Exercise:
There is one span to output from the data below: the lines starting at the line with "over the whole" and ending at the line with "policy: &mut dyn". Output it exactly, ends included, nothing more.

Records shown:
--

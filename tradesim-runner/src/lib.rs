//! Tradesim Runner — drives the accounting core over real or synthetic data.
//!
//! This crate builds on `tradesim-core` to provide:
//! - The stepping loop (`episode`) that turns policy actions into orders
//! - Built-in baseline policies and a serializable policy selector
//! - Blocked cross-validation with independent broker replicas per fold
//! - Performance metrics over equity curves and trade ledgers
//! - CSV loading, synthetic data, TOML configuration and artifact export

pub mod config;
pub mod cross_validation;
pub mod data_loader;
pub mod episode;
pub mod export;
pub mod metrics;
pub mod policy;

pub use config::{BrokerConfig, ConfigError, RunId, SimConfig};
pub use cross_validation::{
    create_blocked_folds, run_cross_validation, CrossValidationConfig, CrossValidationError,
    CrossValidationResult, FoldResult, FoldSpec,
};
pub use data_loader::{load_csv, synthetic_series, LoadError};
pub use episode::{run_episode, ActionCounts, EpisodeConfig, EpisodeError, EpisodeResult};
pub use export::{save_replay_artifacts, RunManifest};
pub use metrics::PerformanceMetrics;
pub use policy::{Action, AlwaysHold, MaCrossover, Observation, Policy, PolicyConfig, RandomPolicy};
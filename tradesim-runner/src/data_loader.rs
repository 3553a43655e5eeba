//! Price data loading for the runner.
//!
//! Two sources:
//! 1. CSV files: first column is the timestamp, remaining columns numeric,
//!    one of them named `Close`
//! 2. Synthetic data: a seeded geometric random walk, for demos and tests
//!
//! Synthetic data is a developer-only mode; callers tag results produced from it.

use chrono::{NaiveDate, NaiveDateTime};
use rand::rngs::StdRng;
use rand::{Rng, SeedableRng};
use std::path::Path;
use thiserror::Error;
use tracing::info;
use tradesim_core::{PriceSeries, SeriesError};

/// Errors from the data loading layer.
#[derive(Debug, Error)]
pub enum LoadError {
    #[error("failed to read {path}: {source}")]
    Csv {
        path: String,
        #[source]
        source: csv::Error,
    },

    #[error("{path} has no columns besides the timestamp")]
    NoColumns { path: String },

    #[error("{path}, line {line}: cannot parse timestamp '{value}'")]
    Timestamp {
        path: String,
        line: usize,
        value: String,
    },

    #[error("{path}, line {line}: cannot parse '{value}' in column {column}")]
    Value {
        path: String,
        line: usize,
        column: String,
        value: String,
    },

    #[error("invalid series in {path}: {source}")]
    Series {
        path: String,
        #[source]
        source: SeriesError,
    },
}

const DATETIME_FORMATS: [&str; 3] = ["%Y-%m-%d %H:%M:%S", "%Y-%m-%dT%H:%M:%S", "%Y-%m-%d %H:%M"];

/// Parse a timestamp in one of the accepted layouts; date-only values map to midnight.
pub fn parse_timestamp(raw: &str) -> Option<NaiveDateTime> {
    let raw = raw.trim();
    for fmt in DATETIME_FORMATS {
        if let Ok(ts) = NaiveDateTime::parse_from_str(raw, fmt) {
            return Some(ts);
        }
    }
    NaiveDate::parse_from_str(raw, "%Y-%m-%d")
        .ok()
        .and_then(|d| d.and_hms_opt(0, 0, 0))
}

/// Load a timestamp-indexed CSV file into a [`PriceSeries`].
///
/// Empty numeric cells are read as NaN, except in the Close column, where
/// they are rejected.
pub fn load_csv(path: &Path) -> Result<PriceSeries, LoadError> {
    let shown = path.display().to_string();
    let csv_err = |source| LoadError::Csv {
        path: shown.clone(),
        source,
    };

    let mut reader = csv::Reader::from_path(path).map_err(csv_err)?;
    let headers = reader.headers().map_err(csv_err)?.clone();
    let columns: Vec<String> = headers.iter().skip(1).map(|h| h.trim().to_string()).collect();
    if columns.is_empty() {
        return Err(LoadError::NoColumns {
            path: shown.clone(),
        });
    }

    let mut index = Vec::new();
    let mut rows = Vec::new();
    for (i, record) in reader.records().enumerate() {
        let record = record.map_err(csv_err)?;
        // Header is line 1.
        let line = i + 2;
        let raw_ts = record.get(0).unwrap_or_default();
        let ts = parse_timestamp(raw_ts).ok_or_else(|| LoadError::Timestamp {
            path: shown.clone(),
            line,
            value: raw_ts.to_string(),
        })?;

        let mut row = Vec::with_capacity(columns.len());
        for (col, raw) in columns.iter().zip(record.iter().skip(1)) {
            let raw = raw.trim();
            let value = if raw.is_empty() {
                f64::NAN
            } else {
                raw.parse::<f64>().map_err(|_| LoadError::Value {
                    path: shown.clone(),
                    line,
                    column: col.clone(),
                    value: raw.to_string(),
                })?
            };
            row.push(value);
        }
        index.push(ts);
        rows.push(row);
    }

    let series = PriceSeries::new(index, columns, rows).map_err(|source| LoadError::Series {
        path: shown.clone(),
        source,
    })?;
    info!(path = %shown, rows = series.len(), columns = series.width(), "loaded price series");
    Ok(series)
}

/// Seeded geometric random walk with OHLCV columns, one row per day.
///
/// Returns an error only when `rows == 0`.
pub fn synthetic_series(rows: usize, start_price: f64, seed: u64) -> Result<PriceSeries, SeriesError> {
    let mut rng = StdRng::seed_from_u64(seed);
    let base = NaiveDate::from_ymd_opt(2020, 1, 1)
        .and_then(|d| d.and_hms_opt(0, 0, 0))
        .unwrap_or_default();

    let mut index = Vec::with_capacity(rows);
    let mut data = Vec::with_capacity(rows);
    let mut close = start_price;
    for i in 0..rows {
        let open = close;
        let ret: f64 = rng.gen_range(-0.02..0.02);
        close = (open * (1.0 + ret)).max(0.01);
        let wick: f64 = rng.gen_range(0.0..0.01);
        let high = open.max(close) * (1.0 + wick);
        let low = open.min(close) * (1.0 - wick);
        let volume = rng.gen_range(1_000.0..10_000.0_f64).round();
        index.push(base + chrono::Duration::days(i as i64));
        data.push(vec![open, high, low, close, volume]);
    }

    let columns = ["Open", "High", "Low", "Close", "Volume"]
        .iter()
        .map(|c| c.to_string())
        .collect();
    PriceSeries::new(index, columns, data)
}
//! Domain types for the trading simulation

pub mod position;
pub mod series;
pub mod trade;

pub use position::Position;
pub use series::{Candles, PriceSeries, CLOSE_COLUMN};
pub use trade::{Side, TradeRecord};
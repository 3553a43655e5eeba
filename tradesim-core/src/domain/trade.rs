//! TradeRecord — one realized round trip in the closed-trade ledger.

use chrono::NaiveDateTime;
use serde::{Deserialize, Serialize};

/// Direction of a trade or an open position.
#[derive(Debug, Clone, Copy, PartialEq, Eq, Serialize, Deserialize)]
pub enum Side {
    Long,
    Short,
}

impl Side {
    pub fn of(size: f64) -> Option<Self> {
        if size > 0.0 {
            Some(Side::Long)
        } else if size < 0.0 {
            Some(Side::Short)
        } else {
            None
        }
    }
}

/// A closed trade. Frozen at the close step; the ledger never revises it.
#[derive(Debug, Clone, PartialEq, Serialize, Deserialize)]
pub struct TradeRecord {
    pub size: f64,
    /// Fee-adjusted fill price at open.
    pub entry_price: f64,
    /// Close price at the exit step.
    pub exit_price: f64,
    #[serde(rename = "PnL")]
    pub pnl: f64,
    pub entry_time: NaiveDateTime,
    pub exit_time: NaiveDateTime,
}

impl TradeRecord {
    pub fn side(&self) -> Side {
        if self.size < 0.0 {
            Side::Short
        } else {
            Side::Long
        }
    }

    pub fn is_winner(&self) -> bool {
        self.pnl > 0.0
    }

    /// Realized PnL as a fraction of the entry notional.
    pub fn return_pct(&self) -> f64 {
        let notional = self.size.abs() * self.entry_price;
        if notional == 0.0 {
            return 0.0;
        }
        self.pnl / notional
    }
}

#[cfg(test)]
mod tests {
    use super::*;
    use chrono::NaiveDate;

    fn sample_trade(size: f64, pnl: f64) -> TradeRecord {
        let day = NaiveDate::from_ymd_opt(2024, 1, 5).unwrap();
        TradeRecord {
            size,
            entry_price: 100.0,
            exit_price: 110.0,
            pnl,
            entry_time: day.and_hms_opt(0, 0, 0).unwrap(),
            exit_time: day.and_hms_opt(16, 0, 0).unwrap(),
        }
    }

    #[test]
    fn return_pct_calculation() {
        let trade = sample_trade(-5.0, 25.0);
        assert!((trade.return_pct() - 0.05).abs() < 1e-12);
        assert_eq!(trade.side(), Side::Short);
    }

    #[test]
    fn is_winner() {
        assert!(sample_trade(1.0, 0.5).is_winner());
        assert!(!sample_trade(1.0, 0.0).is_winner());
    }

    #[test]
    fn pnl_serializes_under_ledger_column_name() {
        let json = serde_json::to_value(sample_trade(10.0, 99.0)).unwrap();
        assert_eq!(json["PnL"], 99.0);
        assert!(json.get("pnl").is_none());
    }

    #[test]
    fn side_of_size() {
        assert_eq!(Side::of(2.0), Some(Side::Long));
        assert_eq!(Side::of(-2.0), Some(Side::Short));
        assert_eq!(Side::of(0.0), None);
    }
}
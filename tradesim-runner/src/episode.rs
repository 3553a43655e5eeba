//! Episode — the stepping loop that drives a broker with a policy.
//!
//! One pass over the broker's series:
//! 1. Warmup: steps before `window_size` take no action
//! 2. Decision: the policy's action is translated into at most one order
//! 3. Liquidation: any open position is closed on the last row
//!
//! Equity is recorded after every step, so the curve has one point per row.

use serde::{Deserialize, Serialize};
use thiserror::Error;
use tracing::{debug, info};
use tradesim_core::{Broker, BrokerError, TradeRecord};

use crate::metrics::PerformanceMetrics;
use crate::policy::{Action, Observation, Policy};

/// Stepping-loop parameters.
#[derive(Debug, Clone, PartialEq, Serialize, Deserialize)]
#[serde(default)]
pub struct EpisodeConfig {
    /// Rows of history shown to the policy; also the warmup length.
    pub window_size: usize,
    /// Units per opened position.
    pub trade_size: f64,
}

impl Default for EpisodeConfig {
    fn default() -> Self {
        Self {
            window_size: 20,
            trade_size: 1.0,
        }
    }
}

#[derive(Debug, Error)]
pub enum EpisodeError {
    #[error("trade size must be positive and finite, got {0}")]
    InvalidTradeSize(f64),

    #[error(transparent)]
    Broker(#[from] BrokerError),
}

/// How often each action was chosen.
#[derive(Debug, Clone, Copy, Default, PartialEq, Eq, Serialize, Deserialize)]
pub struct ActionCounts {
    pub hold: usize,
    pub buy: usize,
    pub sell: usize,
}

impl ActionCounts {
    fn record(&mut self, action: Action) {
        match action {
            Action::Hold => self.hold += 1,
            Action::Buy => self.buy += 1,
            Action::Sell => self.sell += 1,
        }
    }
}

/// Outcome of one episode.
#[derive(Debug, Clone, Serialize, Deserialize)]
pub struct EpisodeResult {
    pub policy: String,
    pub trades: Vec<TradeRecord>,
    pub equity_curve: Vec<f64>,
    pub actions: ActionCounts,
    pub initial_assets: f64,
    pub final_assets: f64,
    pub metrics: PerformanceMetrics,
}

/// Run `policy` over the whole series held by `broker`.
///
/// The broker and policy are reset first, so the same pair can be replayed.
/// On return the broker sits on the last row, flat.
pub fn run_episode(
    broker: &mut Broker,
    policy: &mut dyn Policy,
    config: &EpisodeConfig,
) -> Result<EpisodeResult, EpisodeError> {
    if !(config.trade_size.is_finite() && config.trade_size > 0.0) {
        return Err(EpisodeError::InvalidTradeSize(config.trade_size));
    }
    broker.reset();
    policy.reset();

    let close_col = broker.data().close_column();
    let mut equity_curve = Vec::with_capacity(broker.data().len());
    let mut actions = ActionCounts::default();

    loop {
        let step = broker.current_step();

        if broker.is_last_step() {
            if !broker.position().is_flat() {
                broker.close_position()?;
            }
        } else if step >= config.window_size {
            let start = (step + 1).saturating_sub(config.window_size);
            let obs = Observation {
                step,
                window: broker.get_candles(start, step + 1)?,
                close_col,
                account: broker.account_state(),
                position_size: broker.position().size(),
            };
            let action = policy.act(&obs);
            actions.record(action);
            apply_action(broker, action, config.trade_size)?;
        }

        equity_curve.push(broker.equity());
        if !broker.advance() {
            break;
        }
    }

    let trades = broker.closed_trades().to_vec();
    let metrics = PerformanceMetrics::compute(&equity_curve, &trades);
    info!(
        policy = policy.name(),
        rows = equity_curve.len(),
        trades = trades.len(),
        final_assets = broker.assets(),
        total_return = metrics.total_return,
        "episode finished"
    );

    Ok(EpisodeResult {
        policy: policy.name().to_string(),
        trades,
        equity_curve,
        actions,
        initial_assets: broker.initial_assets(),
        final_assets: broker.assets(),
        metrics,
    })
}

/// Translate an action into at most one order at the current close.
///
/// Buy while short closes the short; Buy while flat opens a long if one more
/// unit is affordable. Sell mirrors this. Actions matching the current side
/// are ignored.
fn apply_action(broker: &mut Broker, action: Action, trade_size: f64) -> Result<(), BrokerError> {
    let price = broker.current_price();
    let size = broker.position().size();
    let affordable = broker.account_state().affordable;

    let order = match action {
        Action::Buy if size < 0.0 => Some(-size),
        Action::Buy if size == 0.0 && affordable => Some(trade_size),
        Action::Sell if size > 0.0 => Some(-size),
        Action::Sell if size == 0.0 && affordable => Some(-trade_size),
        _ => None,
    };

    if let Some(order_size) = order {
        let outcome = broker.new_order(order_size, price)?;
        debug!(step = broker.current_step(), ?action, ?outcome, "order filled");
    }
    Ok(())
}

--

Output for this task:
/// Run `policy` over the whole series held by `broker`.
///
/// The broker and policy are reset first, so the same pair can be replayed.
/// On return the broker sits on the last row, flat.
pub fn run_episode(
    broker: &mut Broker,
    policy: &mut dyn Policy,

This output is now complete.